Saved entries

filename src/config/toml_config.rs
use crate::config::{DEFAULT_DECIMALS, DEFAULT_MAX_GROUP_SIZE, MAX_DECIMALS};
use crate::core::detector::DetectorKind;
use crate::core::estimator::{default_workers, DEFAULT_PROGRESS_INTERVAL, DEFAULT_TRIAL_COUNT};
use crate::core::ConfigProvider;
use crate::utils::error::{Result, SimError};
use crate::utils::validation::{self, Validate};
use regex::Regex;
use serde::{Deserialize, Serialize};
use std::path::Path;

pub const OUTPUT_FORMATS: [&str; 2] = ["text", "json"];

#[derive(Debug, Clone, Serialize, Deserialize)]
pub struct TomlConfig {
    pub simulation: SimulationConfig,
    pub output: Option<OutputConfig>,
    pub monitoring: Option<MonitoringConfig>,
}

#[derive(Debug, Clone, Serialize, Deserialize)]
pub struct SimulationConfig {
    pub group_size: Option<usize>,
    pub trial_count: Option<u64>,
    pub max_group_size: Option<usize>,
    pub workers: Option<usize>,
    pub seed: Option<u64>,
    pub detector: Option<DetectorKind>,
    pub progress_interval: Option<u64>,
}

#[derive(Debug, Clone, Serialize, Deserialize)]
pub struct OutputConfig {
    pub decimals: Option<u32>,
    pub format: Option<String>,
    pub show_example: Option<bool>,
}

#[derive(Debug, Clone, Serialize, Deserialize)]
pub struct MonitoringConfig {
    pub enabled: bool,
}

impl TomlConfig {
    /// 從 TOML 檔案載入配置
    pub fn from_file<P: AsRef<Path>>(path: P) -> Result<Self> {
        let content = std::fs::read_to_string(&path).map_err(SimError::IoError)?;
        Self::from_toml_str(&content)
    }

    /// 從 TOML 字串解析配置
    pub fn from_toml_str(content: &str) -> Result<Self> {
        let processed_content = Self::substitute_env_vars(content)?;

        toml::from_str(&processed_content).map_err(|e| SimError::ConfigParseError {
            message: format!("TOML parsing error: {}", e),
        })
    }

    /// 替換環境變數 (例如 ${BIRTHDAY_SEED})，未設定的變數保持原樣
    fn substitute_env_vars(content: &str) -> Result<String> {
        let re = Regex::new(r"\$\{([^}]+)\}").map_err(|e| SimError::ConfigParseError {
            message: format!("Invalid substitution pattern: {}", e),
        })?;

        let result = re.replace_all(content, |caps: &regex::Captures| {
            let var_name = &caps[1];
            std::env::var(var_name).unwrap_or_else(|_| format!("${{{}}}", var_name))
        });

        Ok(result.to_string())
    }

    pub fn max_group_size(&self) -> usize {
        self.simulation
            .max_group_size
            .unwrap_or(DEFAULT_MAX_GROUP_SIZE)
    }

    pub fn decimals(&self) -> u32 {
        self.output
            .as_ref()
            .and_then(|o| o.decimals)
            .unwrap_or(DEFAULT_DECIMALS)
    }

    pub fn output_format(&self) -> &str {
        self.output
            .as_ref()
            .and_then(|o| o.format.as_deref())
            .unwrap_or("text")
    }

    pub fn is_json_output(&self) -> bool {
        self.output_format() == "json"
    }

    pub fn show_example(&self) -> bool {
        self.output
            .as_ref()
            .and_then(|o| o.show_example)
            .unwrap_or(true)
    }

    pub fn monitoring_enabled(&self) -> bool {
        self.monitoring.as_ref().map(|m| m.enabled).unwrap_or(false)
    }

    /// 驗證配置的合理性
    pub fn validate_config(&self) -> Result<()> {
        let group_size =
            validation::validate_required_field("simulation.group_size", &self.simulation.group_size)?;
        validation::validate_group_size("simulation.group_size", *group_size, self.max_group_size())?;

        if let Some(trials) = self.simulation.trial_count {
            validation::validate_positive_number("simulation.trial_count", trials, 1)?;
        }

        if let Some(workers) = self.simulation.workers {
            validation::validate_positive_number("simulation.workers", workers as u64, 1)?;
        }

        if let Some(interval) = self.simulation.progress_interval {
            validation::validate_positive_number("simulation.progress_interval", interval, 1)?;
        }

        validation::validate_range("output.decimals", self.decimals(), 0, MAX_DECIMALS)?;
        validation::validate_one_of("output.format", self.output_format(), &OUTPUT_FORMATS)?;

        Ok(())
    }
}

impl ConfigProvider for TomlConfig {
    fn group_size(&self) -> usize {
        self.simulation.group_size.unwrap_or_default()
    }

    fn trial_count(&self) -> u64 {
        self.simulation.trial_count.unwrap_or(DEFAULT_TRIAL_COUNT)
    }

    fn workers(&self) -> usize {
        self.simulation.workers.unwrap_or_else(default_workers)
    }

    fn seed(&self) -> Option<u64> {
        self.simulation.seed
    }

    fn detector(&self) -> DetectorKind {
        self.simulation.detector.unwrap_or_default()
    }

    fn progress_interval(&self) -> u64 {
        self.simulation
            .progress_interval
            .unwrap_or(DEFAULT_PROGRESS_INTERVAL)
    }
}

impl Validate for TomlConfig {
    fn validate(&self) -> Result<()> {
        self.validate_config()
    }
}
use anyhow::Result;
use birthday_paradox::app::report;
use birthday_paradox::utils::validation::Validate;
use birthday_paradox::{ConfigProvider, MonteCarloEstimator, SimulationEngine, TomlConfig};
use tempfile::TempDir;

/// 從 TOML 檔案一路跑到 JSON 報告
#[test]
fn test_toml_config_end_to_end_json() -> Result<()> {
    let temp_dir = TempDir::new()?;
    let config_path = temp_dir.path().join("birthday-sim.toml");

    std::fs::write(
        &config_path,
        r#"
[simulation]
group_size = 23
trial_count = 20000
workers = 2
seed = 7
detector = "hash"
progress_interval = 5000

[output]
format = "json"
show_example = true
"#,
    )?;

    let config = TomlConfig::from_file(&config_path)?;
    config.validate()?;

    let estimator = MonteCarloEstimator::from_config(&config);
    let engine = SimulationEngine::new(estimator, config.seed());
    let report = engine.run(config.group_size(), config.trial_count(), config.show_example())?;

    let rendered = report::render_json(&report)?;
    let value: serde_json::Value = serde_json::from_str(&rendered)?;

    assert_eq!(value["summary"]["group_size"], 23);
    assert_eq!(value["summary"]["trial_count"], 20_000);
    assert_eq!(value["example"]["birthdays"].as_array().map(Vec::len), Some(23));
    let probability = value["summary"]["probability"].as_f64().unwrap_or_default();
    assert!((0.45..=0.55).contains(&probability));

    Ok(())
}

#[test]
fn test_toml_config_text_report() -> Result<()> {
    let temp_dir = TempDir::new()?;
    let config_path = temp_dir.path().join("sim.toml");

    std::fs::write(
        &config_path,
        r#"
[simulation]
group_size = 70
trial_count = 2000
seed = 70
detector = "pairwise"

[output]
decimals = 1
show_example = false
"#,
    )?;

    let config = TomlConfig::from_file(&config_path)?;
    config.validate()?;

    let engine = SimulationEngine::new(MonteCarloEstimator::from_config(&config), config.seed());
    let report = engine.run(config.group_size(), config.trial_count(), config.show_example())?;
    let text = report::render_text(&report, config.decimals());

    assert!(text.starts_with("Out of 2,000 simulations of 70 people"));
    assert!(text.contains("(Exact probability: 99.9 %)"));
    Ok(())
}

#[test]
fn test_missing_config_file_is_io_error() {
    let temp_dir = TempDir::new().unwrap();
    let err = TomlConfig::from_file(temp_dir.path().join("absent.toml")).unwrap_err();
    assert!(matches!(err, birthday_paradox::SimError::IoError(_)));
}
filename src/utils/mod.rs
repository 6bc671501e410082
pub mod error;
pub mod logger;
pub mod monitor;
pub mod validation;
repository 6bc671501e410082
use crate::domain::model::Birthday;
use chrono::{Datelike, Days, NaiveDate};
use std::fmt;

/// Any non-leap year works as long as every birthday shares it.
pub const REFERENCE_YEAR: i32 = 2001;

const YEAR_START: NaiveDate = match NaiveDate::from_ymd_opt(REFERENCE_YEAR, 1, 1) {
    Some(date) => date,
    None => panic!("reference year start is a valid date"),
};

impl Birthday {
    pub fn to_date(self) -> NaiveDate {
        YEAR_START + Days::new(u64::from(self.day_of_year()))
    }

    pub fn month(self) -> u32 {
        self.to_date().month()
    }

    pub fn day_of_month(self) -> u32 {
        self.to_date().day()
    }
}

impl fmt::Display for Birthday {
    fn fmt(&self, f: &mut fmt::Formatter<'_>) -> fmt::Result {
        write!(f, "{}", self.to_date().format("%b %-d"))
    }
}

pub fn format_group(group: &[Birthday]) -> String {
    group
        .iter()
        .map(ToString::to_string)
        .collect::<Vec<_>>()
        .join(", ")
}
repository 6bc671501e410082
use crate::domain::model::DAYS_IN_YEAR;

/// Exact probability that at least two of `group_size` uniform birthdays match.
pub fn exact_collision_probability(group_size: usize) -> f64 {
    let days = usize::from(DAYS_IN_YEAR);
    if group_size <= 1 {
        return 0.0;
    }
    if group_size > days {
        return 1.0;
    }

    let all_distinct: f64 = (0..group_size)
        .map(|i| (days - i) as f64 / days as f64)
        .product();
    1.0 - all_distinct
}
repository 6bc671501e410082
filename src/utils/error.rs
use thiserror::Error;

#[derive(Error, Debug)]
pub enum SimError {
    #[error("IO error: {0}")]
    IoError(#[from] std::io::Error),

    #[error("Serialization error: {0}")]
    SerializationError(#[from] serde_json::Error),

    #[error("Configuration parse error: {message}")]
    ConfigParseError { message: String },

    #[error("Missing configuration field: {field}")]
    MissingConfigError { field: String },

    #[error("Invalid value '{value}' for {field}: {reason}")]
    InvalidConfigValueError {
        field: String,
        value: String,
        reason: String,
    },

    #[error("Random source unavailable: {message}")]
    RandomSourceError { message: String },

    #[error("Simulation worker failed: {message}")]
    WorkerError { message: String },
}

#[derive(Debug, Clone, Copy, PartialEq, Eq)]
pub enum ErrorCategory {
    Configuration,
    System,
    Output,
}

#[derive(Debug, Clone, Copy, PartialEq, Eq, PartialOrd, Ord)]
pub enum ErrorSeverity {
    Low,
    Medium,
    High,
    Critical,
}

impl SimError {
    pub fn invalid_value(field: &str, value: impl ToString, reason: impl Into<String>) -> Self {
        SimError::InvalidConfigValueError {
            field: field.to_string(),
            value: value.to_string(),
            reason: reason.into(),
        }
    }

    pub fn category(&self) -> ErrorCategory {
        match self {
            SimError::ConfigParseError { .. }
            | SimError::MissingConfigError { .. }
            | SimError::InvalidConfigValueError { .. } => ErrorCategory::Configuration,
            SimError::RandomSourceError { .. } | SimError::WorkerError { .. } => {
                ErrorCategory::System
            }
            SimError::IoError(_) | SimError::SerializationError(_) => ErrorCategory::Output,
        }
    }

    pub fn severity(&self) -> ErrorSeverity {
        match self.category() {
            ErrorCategory::Configuration => ErrorSeverity::High,
            ErrorCategory::Output => ErrorSeverity::Medium,
            ErrorCategory::System => ErrorSeverity::Critical,
        }
    }

    /// 給使用者的修復建議
    pub fn recovery_suggestion(&self) -> String {
        match self {
            SimError::ConfigParseError { .. } => {
                "Check the configuration file for TOML syntax errors".to_string()
            }
            SimError::MissingConfigError { field } => {
                format!("Add the '{}' field to your configuration", field)
            }
            SimError::InvalidConfigValueError { field, .. } => {
                format!("Fix the value of '{}' and run again", field)
            }
            SimError::RandomSourceError { .. } => {
                "The operating system entropy source is unavailable; pass --seed for a reproducible run or check the host".to_string()
            }
            SimError::WorkerError { .. } => {
                "Retry with --workers 1 to run the simulation on a single thread".to_string()
            }
            SimError::IoError(_) => "Check file paths and permissions".to_string(),
            SimError::SerializationError(_) => "Try the text output format instead".to_string(),
        }
    }

    pub fn user_friendly_message(&self) -> String {
        match self.category() {
            ErrorCategory::Configuration => format!("Invalid configuration: {}", self),
            ErrorCategory::System => format!("Could not complete simulation: {}", self),
            ErrorCategory::Output => format!("Could not write results: {}", self),
        }
    }

    /// 依嚴重程度決定的程序結束碼
    pub fn exit_code(&self) -> i32 {
        match self.severity() {
            ErrorSeverity::Low => 0,
            ErrorSeverity::Medium => 2,
            ErrorSeverity::High => 1,
            ErrorSeverity::Critical => 3,
        }
    }
}

pub type Result<T> = std::result::Result<T, SimError>;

EXERCISE INSTRUCTIONS
The required output is every line above from the one with "#[derive(Debug, Clone, Copy, PartialEq, Eq, PartialOrd, Ord)]" down to the one with "pub fn severity(&self)", restated word for word, ends included.

SOLUTION TO THE PROBLEM
#[derive(Debug, Clone, Copy, PartialEq, Eq, PartialOrd, Ord)]
pub enum ErrorSeverity {
    Low,
    Medium,
    High,
    Critical,
}

impl SimError {
    pub fn invalid_value(field: &str, value: impl ToString, reason: impl Into<String>) -> Self {
        SimError::InvalidConfigValueError {
            field: field.to_string(),
            value: value.to_string(),
            reason: reason.into(),
        }
    }

    pub fn category(&self) -> ErrorCategory {
        match self {
            SimError::ConfigParseError { .. }
            | SimError::MissingConfigError { .. }
            | SimError::InvalidConfigValueError { .. } => ErrorCategory::Configuration,
            SimError::RandomSourceError { .. } | SimError::WorkerError { .. } => {
                ErrorCategory::System
            }
            SimError::IoError(_) | SimError::SerializationError(_) => ErrorCategory::Output,
        }
    }

    pub fn severity(&self) -> ErrorSeverity {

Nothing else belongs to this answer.